§ **Activity**
Quote exactly and only this range of lines in the data below: the line that holds "then runs, in" to the line that holds "window is only", both included.

§ **Data shown**
━━━━

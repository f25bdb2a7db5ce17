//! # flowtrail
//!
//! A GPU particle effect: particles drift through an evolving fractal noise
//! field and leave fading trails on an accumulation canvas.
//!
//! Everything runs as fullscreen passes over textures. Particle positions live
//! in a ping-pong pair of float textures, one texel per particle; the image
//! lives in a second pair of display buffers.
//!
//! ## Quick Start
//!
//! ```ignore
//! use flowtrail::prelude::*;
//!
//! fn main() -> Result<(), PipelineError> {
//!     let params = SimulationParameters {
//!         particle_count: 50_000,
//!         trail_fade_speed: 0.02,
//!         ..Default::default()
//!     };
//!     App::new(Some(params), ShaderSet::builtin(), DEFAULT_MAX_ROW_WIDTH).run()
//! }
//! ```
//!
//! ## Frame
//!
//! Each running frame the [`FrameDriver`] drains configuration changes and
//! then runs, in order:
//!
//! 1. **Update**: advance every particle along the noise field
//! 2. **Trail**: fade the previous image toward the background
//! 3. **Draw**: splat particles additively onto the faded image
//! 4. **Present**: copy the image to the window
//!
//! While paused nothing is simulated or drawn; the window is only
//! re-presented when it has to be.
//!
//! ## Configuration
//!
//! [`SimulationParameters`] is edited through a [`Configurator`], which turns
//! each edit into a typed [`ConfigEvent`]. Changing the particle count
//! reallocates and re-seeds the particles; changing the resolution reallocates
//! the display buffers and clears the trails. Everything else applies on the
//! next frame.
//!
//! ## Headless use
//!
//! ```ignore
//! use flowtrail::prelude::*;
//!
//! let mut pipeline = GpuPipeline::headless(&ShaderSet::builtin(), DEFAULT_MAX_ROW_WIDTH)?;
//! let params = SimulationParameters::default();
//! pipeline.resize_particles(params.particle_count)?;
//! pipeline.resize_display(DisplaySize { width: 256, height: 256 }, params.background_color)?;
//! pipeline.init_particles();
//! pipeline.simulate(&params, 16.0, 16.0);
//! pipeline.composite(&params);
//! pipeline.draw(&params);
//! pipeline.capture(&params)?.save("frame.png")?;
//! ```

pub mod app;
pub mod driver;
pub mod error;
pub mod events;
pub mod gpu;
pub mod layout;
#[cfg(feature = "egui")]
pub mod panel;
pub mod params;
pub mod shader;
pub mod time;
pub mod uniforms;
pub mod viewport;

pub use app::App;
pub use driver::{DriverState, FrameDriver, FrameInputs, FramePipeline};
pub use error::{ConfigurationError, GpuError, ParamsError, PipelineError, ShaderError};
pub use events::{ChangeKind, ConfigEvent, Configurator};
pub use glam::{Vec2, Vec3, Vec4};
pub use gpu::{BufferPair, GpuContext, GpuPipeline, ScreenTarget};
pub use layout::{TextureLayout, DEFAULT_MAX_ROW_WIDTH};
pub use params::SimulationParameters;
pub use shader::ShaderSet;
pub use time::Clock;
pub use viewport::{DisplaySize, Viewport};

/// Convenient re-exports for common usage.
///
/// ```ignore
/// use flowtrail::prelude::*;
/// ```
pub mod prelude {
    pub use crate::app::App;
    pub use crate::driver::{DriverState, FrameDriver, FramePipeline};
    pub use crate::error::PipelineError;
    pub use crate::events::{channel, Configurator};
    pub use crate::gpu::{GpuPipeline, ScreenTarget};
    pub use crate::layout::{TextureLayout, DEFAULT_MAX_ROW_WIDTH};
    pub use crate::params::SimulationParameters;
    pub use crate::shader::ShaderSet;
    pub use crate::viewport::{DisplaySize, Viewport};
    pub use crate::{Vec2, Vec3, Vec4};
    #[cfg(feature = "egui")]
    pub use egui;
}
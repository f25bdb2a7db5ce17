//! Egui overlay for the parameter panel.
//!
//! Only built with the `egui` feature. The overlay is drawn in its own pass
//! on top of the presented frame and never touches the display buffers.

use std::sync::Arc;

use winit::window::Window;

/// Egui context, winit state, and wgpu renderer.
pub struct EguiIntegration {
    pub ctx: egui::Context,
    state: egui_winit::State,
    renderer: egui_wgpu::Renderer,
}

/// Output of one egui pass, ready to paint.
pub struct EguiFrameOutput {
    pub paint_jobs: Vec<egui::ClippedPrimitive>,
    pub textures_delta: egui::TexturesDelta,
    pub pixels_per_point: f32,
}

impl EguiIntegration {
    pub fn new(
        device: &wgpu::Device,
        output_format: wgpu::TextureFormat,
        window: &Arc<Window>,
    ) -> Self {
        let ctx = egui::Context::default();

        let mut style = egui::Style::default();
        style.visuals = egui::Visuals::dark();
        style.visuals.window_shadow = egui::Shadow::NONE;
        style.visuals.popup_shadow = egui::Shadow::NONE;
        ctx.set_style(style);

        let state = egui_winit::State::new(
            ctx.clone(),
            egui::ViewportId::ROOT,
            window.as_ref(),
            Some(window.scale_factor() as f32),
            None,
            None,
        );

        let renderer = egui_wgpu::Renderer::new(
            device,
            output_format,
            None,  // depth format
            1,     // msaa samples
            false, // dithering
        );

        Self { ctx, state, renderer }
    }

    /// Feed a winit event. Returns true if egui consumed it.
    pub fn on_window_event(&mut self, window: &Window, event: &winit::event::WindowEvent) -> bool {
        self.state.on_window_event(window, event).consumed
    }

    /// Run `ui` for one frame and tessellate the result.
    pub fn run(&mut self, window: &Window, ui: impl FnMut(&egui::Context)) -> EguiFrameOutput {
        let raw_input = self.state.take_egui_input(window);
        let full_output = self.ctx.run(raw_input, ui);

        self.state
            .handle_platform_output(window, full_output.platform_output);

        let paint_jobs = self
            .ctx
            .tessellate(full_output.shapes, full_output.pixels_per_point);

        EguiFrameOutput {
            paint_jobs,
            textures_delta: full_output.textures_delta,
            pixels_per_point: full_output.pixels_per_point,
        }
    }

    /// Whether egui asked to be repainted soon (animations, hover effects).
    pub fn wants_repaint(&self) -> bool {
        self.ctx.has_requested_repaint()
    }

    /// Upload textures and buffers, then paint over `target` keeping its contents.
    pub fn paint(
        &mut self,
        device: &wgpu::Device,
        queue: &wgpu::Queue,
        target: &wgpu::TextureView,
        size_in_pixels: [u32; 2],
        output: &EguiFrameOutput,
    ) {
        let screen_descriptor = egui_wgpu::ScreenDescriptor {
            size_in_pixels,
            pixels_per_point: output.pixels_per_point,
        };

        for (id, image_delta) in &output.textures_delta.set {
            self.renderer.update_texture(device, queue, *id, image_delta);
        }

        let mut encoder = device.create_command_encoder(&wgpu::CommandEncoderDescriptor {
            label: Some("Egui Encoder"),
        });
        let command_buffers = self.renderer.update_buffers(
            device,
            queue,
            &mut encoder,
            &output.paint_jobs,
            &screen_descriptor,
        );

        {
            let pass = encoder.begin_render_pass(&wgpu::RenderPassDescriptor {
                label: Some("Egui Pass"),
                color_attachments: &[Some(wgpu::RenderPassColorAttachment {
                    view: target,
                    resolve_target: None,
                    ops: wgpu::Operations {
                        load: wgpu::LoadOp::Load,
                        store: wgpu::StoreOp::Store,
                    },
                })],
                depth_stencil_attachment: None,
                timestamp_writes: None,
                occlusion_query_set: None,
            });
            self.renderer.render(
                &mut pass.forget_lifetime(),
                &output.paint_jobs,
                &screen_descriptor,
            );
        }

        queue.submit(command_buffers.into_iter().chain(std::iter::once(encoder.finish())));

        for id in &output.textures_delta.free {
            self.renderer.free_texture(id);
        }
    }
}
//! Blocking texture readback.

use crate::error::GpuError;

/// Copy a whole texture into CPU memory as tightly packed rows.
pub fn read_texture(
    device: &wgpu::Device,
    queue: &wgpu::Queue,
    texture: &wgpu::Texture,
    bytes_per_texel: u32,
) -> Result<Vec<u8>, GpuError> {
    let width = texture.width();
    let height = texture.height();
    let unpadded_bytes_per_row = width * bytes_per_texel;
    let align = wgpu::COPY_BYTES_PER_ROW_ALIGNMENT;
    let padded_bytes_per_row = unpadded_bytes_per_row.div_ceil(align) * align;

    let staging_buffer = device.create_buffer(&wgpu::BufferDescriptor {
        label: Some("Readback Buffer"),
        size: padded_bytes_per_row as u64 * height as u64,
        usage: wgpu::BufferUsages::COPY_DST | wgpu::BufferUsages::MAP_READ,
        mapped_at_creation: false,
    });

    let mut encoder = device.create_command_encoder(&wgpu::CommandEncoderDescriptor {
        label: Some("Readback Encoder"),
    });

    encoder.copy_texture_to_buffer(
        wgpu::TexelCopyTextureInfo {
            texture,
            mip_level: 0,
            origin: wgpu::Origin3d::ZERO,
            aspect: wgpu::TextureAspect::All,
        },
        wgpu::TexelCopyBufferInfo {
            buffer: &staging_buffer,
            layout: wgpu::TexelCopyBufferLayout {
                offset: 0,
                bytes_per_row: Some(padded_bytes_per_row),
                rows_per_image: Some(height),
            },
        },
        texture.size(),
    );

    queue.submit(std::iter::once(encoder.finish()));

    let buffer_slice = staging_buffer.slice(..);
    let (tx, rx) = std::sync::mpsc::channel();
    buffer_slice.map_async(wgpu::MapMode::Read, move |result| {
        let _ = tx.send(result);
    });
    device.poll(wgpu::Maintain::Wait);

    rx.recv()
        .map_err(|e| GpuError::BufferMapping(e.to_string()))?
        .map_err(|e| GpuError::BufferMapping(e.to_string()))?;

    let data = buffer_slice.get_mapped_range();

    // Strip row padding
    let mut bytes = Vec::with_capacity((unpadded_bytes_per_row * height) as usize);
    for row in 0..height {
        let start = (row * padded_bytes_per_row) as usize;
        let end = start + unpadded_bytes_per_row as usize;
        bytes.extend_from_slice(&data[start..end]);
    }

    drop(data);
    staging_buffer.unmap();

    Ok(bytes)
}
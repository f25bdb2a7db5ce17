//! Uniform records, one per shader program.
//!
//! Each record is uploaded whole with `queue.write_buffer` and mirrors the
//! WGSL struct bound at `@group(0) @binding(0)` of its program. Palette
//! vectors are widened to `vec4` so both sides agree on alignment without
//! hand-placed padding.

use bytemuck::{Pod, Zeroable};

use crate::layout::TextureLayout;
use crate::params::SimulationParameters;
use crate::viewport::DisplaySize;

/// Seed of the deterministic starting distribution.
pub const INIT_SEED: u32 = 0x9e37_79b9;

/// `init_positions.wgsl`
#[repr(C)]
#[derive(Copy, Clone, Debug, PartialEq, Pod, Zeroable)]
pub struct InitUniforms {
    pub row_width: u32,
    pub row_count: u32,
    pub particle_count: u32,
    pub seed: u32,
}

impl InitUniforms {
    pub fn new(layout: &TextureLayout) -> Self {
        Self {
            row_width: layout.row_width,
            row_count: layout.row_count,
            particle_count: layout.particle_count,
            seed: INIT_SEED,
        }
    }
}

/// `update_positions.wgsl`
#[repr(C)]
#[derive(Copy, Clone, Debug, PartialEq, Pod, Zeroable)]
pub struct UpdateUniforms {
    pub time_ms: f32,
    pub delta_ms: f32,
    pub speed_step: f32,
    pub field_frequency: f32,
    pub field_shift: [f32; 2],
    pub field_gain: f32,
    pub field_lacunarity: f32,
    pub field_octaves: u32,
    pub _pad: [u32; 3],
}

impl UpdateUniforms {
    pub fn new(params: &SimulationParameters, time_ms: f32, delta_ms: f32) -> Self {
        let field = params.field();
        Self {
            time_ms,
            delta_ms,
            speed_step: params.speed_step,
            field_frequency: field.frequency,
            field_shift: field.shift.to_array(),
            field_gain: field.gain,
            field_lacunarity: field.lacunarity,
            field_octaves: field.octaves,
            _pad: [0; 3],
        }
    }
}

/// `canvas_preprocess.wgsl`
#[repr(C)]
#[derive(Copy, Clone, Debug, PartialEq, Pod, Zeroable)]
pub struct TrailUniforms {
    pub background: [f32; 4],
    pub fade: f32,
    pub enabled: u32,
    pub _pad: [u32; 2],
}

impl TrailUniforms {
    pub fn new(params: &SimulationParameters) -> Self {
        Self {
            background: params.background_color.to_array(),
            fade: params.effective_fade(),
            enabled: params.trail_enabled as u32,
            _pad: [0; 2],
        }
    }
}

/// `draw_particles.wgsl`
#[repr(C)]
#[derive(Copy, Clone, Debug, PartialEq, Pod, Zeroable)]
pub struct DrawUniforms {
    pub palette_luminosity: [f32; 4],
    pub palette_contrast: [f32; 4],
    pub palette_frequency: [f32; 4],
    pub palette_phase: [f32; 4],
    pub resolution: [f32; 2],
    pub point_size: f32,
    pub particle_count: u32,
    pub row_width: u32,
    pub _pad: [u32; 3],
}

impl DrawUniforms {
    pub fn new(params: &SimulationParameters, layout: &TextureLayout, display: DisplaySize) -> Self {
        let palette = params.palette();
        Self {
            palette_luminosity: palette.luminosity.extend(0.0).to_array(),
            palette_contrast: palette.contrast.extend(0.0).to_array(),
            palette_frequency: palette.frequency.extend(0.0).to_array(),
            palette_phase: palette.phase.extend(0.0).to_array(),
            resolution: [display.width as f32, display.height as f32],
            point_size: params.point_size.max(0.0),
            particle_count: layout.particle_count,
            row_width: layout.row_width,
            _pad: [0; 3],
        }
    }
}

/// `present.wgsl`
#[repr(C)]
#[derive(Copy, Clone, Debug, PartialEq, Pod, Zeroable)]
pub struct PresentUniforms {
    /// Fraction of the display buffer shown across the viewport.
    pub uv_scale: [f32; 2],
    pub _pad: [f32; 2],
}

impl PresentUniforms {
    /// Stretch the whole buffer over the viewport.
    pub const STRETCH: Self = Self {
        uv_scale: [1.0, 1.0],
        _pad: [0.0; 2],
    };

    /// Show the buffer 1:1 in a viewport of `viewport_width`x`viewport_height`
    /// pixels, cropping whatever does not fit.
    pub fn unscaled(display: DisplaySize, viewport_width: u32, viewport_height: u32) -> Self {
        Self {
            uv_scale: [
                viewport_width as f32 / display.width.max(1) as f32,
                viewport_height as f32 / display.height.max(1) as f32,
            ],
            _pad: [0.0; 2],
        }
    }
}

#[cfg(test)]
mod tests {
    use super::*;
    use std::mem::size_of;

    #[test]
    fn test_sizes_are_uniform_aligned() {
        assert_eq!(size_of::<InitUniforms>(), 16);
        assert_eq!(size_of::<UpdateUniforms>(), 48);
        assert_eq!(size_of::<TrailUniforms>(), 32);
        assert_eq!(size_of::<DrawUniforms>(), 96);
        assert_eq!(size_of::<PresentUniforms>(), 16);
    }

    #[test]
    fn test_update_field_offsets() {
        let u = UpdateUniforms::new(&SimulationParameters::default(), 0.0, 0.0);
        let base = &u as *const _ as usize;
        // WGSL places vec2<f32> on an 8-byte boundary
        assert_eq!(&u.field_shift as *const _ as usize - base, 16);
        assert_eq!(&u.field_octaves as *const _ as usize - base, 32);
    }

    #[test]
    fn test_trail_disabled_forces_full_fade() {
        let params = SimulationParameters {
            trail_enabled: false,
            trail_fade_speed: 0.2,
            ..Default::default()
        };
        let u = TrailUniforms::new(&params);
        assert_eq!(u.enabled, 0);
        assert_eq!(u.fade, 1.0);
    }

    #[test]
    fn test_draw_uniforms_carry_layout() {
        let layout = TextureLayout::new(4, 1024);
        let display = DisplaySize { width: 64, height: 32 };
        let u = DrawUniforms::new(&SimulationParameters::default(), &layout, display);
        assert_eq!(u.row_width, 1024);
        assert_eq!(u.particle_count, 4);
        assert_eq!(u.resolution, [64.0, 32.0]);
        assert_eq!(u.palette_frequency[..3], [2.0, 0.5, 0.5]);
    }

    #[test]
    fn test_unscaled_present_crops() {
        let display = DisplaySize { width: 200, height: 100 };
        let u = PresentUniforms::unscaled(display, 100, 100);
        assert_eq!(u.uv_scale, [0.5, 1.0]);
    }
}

━━━━

§ **Output of the task**
//! then runs, in order:
//!
//! 1. **Update**: advance every particle along the noise field
//! 2. **Trail**: fade the previous image toward the background
//! 3. **Draw**: splat particles additively onto the faded image
//! 4. **Present**: copy the image to the window
//!
//! While paused nothing is simulated or drawn; the window is only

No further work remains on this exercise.